Крыльцо с выщербленными ступеньками, облезлая коричневая дверь — дом с забранным окном на третьем этаже настороженно посмотрел на них потухшими стеклами, нахмурил брови рам. Вадим взялся за ручку двери:
— Раз позвали, то стоит зайти.
Никто из обитателей дома не заметил незваных гостей — не выглянул посмотреть, кто пришел, не кинулся выгонять нахалов. Гулкий пустой холл первого этажа, в левом углу лестница. Бокштейн поманил Андрюху за собой и бесшумно скользнул к ступенькам, дождался одноклассника, знаками показывая, что ему надо двигаться так же тихо. Василевский старался. Даже язык высунул от стараний. Казалось, он на ступеньки не наступает, а пытается перелететь их, не коснувшись. Еще не преодолев первый пролет, они услышали голоса. Один был хриплый, надтреснутый, словно простуженный, а второй — тяжелый и властный, звучал он глухо, звуки его отражались как в огромном кувшине.
— Что у тебя опять? — произнес властный. — Раньше были крысы и сырость. На этот раз что не устраивает?
— Все хорошо, — прохрипел второй. — Мы просто сидим и ждем. Ярвеван получил послание. Потоп случится с минуты на минуту.
— Скучно у тебя здесь. — Тяжелые шаги сотрясли дом, словно шел не человек, а великан.
— Намечалась свадьба. Невеста сбежала.
— Я знаю. Мне пришлось ее отдать, иначе ты бы здесь не сидел.
— Эдуардо немного торопится, — плаксивым голосом заговорил второй. — Надо было их всех затянуть в легенды, никто бы не рыпнулся.
— Всех не получилось. Нам помешали трубочист и стеклодув. Оба поделились удачей.
— Черт! — взвыл второй.
— Не поминай, — перебил его первый. — Пророчество не предупреждало, что к нам приедут слишком любопытные и безбашенные. Вот невеста и сорвалась. Но они все равно будут здесь. И пророчество свершится.
— Их надо было побольше напугать. Это же дети. Сейчас бы уже веселились. Стол готов, гости явятся по одному твоему желанию, палач далеко не ушел…
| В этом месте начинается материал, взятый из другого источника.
use crate::trace::{AccessKind, AccessRecord};

#[test]
fn parses_each_op() {
    assert_eq!(AccessRecord::parse(" L 10,1"), Some(AccessRecord::new(AccessKind::Load, 0x10, 1)));
    assert_eq!(AccessRecord::parse(" S 18,4"), Some(AccessRecord::new(AccessKind::Store, 0x18, 4)));
    assert_eq!(AccessRecord::parse(" M 0421c7f0,4"), Some(AccessRecord::new(AccessKind::Modify, 0x0421c7f0, 4)));
    assert_eq!(AccessRecord::parse("I 0400d7d4,8"), Some(AccessRecord::new(AccessKind::Instruction, 0x0400d7d4, 8)));
}

#[test]
fn accepts_scanf_style_spacing() {
    let expected = Some(AccessRecord::new(AccessKind::Load, 0x7ff000388, 8));
    assert_eq!(AccessRecord::parse("L 7ff000388,8"), expected);
    assert_eq!(AccessRecord::parse("\t  L   7ff000388,8\n"), expected);
    assert_eq!(AccessRecord::parse(" L7ff000388,8"), expected);
    assert_eq!(AccessRecord::parse(" L 7ff000388, 8"), expected);
    assert_eq!(AccessRecord::parse(" L 7FF000388,8 trailing"), expected);
    assert_eq!(AccessRecord::parse(" L 0x7ff000388,8"), expected);
}

#[test]
fn rejects_malformed_lines() {
    for line in [
        "",
        "\n",
        "garbage text",
        " L",
        " L 10",
        " L 10;1",
        " L ,1",
        " L 10,",
        " L zz,1",
        " X 10,1",
        "Lx 10,1",
        " L 1ffffffffffffffff,1",
        " L 10,99999999999",
    ] {
        assert_eq!(AccessRecord::parse(line), None, "{line:?} should not parse");
    }
}

#[test]
fn access_counts() {
    assert_eq!(AccessKind::Instruction.access_count(), 0);
    assert_eq!(AccessKind::Load.access_count(), 1);
    assert_eq!(AccessKind::Store.access_count(), 1);
    assert_eq!(AccessKind::Modify.access_count(), 2);
}

#[test]
fn display_is_a_trace_line() {
    assert_eq!(AccessRecord::new(AccessKind::Load, 0x10_0000, 4).to_string(), " L 100000,4");
    assert_eq!(AccessRecord::new(AccessKind::Instruction, 0x400000, 5).to_string(), "I 400000,5");
    let record = AccessRecord::new(AccessKind::Modify, 0xdead_beef, 8);
    assert_eq!(AccessRecord::parse(&record.to_string()), Some(record));
}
— Не торопись. Будет тебе свадьба. Да не с одной, а с четырьмя невестами. На всех хватит. И не забывай, что это уже не те дети. Эдуарда было легко заманить, твою дурью башку, хозяина этого дома… А с ними придется повозиться.
И тут случилось то, что обычно случается в подобных историях — ступенька под ногой у Андрюхи скрипнула. Голоса тут же смолкли, и Вадиму ничего не оставалось, как быстро взбежать по лестнице.
— Привет, народ! — крикнул он.
Коридор был узкий, плохо освещенный. Дверь налево распахнута. Из комнаты сначала показался мужчина с невероятно белым лицом, с черными волосами, одетый во все черное. Он скрылся, а когда друзья силой инерции сделали шаг вперед, им открылась ужасная картина. Из дверей вышел мертвец. Древняя пожелтевшая кожа обтягивала череп с пустыми глазницами и провалом рта, голую черепушку прикрывал потрепанный седой парик. Завитые букли падали на белоснежный воротник, в котором, как язычок в колоколе, болтались похрустывающие позвонки. Черный бархатный камзол, костяшки ног в шелковых чулках. Мумия наклонилась, словно хотела познакомиться с гостями. Костяная рука в белой перчатке стала подниматься. Оскал черепа нагло ухмылялся.